Please copy each line below that contains the string "unaccounted".

[[ Given records, beginning ]]

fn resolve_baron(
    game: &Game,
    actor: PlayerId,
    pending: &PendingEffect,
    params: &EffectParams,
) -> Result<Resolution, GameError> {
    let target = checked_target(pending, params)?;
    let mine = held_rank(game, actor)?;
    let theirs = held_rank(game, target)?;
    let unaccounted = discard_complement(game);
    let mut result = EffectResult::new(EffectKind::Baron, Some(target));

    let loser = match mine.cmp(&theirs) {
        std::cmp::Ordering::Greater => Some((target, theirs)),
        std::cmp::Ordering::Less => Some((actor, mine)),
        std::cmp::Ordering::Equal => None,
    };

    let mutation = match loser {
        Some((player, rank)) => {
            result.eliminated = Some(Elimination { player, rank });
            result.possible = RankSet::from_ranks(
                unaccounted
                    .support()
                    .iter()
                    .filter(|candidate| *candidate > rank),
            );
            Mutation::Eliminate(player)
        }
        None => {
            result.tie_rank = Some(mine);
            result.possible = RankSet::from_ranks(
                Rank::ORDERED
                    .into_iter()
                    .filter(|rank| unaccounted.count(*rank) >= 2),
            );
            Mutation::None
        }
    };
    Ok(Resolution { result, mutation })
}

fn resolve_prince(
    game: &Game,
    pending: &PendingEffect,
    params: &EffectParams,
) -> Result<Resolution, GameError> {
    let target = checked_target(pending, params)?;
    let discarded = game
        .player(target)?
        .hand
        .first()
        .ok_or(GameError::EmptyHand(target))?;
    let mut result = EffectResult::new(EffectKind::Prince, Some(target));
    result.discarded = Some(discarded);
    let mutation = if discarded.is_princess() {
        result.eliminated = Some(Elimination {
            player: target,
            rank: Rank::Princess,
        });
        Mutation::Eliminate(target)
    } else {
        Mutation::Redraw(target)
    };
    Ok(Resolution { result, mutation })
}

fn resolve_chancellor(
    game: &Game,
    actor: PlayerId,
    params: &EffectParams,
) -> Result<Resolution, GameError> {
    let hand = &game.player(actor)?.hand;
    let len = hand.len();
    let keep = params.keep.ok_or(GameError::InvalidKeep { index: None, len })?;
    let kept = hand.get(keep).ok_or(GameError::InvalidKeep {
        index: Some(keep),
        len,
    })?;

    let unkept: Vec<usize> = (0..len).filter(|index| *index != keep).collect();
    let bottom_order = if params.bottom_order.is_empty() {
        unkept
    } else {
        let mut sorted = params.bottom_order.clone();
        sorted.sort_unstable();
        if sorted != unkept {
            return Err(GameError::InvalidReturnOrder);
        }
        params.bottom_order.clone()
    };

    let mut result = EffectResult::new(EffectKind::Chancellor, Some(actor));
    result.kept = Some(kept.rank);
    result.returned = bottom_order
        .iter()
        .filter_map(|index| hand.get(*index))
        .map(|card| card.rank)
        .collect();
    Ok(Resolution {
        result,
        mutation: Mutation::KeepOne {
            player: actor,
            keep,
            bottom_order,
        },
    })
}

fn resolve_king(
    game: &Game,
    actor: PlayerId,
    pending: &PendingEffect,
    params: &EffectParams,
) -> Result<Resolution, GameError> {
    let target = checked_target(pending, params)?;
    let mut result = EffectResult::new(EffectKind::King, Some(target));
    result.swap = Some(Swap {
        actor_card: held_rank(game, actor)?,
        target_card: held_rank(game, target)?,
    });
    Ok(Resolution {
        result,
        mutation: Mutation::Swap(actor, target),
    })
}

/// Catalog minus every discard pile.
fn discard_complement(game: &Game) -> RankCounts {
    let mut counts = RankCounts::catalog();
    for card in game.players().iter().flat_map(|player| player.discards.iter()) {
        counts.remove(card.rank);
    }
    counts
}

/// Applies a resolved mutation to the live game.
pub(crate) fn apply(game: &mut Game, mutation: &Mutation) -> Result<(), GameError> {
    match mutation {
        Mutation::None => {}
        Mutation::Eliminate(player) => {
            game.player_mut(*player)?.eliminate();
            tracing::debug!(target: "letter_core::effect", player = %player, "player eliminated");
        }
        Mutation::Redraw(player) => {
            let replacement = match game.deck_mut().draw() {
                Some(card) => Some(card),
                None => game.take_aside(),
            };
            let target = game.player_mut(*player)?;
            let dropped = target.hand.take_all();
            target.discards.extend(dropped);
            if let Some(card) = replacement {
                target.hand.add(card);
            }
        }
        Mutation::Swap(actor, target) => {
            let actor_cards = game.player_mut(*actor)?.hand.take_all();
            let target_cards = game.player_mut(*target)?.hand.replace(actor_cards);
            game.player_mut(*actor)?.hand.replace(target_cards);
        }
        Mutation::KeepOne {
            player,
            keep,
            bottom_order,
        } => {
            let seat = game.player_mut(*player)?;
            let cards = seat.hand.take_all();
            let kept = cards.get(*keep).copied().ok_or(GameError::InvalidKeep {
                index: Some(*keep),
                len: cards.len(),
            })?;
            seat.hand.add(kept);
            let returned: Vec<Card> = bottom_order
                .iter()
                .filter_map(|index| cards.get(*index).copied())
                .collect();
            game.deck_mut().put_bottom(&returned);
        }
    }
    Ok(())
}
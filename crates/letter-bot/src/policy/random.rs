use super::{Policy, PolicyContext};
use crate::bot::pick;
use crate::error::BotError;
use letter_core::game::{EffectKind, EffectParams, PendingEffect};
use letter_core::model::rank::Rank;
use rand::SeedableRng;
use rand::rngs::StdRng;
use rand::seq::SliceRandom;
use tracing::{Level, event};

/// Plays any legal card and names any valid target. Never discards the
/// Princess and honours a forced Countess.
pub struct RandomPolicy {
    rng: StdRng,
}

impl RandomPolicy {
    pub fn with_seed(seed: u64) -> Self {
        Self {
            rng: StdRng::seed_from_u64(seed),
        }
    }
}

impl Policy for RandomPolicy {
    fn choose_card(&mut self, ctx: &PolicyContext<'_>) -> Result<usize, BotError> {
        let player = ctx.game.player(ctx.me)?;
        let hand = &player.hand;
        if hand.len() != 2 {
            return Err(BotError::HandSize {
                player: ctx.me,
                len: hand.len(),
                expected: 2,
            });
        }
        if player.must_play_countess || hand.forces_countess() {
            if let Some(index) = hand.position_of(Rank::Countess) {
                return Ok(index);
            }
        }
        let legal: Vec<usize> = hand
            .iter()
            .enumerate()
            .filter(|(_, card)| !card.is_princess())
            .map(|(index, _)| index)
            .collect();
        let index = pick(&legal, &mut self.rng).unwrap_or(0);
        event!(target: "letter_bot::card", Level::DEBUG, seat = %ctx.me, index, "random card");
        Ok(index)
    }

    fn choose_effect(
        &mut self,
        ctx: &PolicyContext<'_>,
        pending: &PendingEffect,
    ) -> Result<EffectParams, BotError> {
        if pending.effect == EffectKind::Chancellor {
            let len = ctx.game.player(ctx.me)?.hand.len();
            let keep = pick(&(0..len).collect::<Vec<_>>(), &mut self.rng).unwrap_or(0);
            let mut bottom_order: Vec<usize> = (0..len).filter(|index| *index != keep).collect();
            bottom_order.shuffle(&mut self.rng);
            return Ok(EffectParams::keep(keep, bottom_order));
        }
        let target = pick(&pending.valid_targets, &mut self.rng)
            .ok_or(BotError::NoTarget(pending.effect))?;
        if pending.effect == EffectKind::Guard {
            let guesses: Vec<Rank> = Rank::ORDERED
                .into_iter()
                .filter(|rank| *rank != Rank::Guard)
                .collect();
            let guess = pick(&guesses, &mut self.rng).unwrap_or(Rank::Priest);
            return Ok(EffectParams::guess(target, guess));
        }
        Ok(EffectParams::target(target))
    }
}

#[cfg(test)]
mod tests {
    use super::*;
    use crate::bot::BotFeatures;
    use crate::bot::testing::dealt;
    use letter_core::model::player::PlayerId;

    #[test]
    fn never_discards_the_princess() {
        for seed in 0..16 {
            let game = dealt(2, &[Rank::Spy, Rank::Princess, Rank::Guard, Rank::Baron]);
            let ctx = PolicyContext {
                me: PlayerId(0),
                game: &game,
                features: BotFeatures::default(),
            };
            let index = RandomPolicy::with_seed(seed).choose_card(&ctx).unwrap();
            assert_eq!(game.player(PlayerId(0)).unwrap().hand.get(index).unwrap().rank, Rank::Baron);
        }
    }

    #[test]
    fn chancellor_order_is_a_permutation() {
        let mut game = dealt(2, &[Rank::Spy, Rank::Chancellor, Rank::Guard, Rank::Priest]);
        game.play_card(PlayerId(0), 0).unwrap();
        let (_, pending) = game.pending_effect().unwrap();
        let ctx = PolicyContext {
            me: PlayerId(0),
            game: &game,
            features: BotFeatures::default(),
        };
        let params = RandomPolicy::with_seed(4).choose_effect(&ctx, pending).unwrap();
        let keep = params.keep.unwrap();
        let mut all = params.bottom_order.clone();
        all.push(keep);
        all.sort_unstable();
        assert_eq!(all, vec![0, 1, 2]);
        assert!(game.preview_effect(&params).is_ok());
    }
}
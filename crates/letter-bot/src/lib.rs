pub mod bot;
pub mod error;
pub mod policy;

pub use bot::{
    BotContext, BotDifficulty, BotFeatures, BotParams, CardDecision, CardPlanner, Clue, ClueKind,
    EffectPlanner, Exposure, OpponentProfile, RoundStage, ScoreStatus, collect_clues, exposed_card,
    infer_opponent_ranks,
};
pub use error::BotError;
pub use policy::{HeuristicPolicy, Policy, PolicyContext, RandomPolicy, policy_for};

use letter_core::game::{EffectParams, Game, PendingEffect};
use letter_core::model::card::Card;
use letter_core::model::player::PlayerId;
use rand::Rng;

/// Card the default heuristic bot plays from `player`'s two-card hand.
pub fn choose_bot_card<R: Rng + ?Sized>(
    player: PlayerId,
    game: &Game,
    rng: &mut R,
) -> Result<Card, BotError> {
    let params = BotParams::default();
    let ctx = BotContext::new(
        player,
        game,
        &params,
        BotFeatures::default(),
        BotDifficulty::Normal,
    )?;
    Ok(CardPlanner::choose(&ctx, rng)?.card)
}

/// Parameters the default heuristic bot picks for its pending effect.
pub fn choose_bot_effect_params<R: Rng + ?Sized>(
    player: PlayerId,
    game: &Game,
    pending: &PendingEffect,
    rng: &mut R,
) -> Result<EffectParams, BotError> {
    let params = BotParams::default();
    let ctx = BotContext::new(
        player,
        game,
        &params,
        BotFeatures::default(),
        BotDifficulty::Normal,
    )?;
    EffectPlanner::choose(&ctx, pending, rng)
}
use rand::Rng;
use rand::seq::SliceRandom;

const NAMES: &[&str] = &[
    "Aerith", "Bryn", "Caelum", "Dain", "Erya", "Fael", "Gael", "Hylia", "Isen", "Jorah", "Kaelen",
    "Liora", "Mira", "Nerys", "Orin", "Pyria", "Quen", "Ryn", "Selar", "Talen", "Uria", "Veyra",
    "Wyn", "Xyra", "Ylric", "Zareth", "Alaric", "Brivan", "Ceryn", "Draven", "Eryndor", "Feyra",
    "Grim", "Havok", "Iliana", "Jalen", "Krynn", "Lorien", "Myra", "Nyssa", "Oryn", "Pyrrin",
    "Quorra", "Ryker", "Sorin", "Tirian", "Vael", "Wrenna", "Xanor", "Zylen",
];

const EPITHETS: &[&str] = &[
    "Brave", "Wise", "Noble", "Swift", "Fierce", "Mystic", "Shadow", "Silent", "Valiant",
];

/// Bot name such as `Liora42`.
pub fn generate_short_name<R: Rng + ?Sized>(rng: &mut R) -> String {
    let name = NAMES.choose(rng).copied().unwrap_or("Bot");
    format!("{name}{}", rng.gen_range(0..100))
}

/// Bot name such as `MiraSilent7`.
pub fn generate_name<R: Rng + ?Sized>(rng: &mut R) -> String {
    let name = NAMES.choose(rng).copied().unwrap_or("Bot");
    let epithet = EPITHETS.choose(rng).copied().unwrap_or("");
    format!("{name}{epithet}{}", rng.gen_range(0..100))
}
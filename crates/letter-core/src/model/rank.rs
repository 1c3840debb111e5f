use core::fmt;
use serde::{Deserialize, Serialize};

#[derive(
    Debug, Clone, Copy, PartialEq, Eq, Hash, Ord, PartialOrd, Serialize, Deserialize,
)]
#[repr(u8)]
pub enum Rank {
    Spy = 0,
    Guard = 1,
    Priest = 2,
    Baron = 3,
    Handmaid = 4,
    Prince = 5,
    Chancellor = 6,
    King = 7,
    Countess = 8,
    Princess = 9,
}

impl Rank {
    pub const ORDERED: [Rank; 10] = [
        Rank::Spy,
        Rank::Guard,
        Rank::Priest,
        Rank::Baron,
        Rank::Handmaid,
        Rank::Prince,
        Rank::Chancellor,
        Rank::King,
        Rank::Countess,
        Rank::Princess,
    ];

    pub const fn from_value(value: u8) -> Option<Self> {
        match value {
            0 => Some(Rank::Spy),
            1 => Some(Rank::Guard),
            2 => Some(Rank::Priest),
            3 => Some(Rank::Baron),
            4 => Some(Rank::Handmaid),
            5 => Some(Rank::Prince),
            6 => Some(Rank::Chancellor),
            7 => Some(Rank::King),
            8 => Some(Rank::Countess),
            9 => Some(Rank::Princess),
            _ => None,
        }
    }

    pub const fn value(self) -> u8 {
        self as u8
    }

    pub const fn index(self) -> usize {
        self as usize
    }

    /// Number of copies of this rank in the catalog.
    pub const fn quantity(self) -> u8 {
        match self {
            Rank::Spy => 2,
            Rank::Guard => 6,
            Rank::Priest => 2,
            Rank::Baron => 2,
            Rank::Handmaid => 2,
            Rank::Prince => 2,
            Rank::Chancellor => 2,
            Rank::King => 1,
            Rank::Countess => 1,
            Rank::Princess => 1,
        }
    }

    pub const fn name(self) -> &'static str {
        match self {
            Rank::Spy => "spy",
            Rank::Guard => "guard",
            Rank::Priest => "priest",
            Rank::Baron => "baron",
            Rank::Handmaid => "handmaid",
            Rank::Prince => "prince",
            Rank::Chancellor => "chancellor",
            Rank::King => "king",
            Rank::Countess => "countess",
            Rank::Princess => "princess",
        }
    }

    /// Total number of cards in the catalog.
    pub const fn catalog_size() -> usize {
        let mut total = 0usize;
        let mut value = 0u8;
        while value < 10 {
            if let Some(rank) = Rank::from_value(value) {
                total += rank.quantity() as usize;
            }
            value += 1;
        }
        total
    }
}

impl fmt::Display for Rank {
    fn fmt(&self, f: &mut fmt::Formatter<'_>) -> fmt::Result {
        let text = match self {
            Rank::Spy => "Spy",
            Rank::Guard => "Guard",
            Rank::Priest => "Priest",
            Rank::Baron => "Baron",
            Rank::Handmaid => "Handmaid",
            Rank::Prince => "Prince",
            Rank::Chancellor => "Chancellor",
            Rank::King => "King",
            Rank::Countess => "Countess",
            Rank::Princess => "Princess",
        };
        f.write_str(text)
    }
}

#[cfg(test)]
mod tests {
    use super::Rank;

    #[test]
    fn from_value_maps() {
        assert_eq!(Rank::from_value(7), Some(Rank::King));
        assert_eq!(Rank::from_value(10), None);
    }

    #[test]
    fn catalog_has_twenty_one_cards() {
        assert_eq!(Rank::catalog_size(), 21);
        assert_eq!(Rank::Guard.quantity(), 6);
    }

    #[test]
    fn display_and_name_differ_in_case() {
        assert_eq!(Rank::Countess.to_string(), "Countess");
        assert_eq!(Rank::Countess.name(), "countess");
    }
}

[[ Given records, end ]]

-- Your solution --
    let unaccounted = discard_complement(game);
                unaccounted
                    .filter(|rank| unaccounted.count(*rank) >= 2),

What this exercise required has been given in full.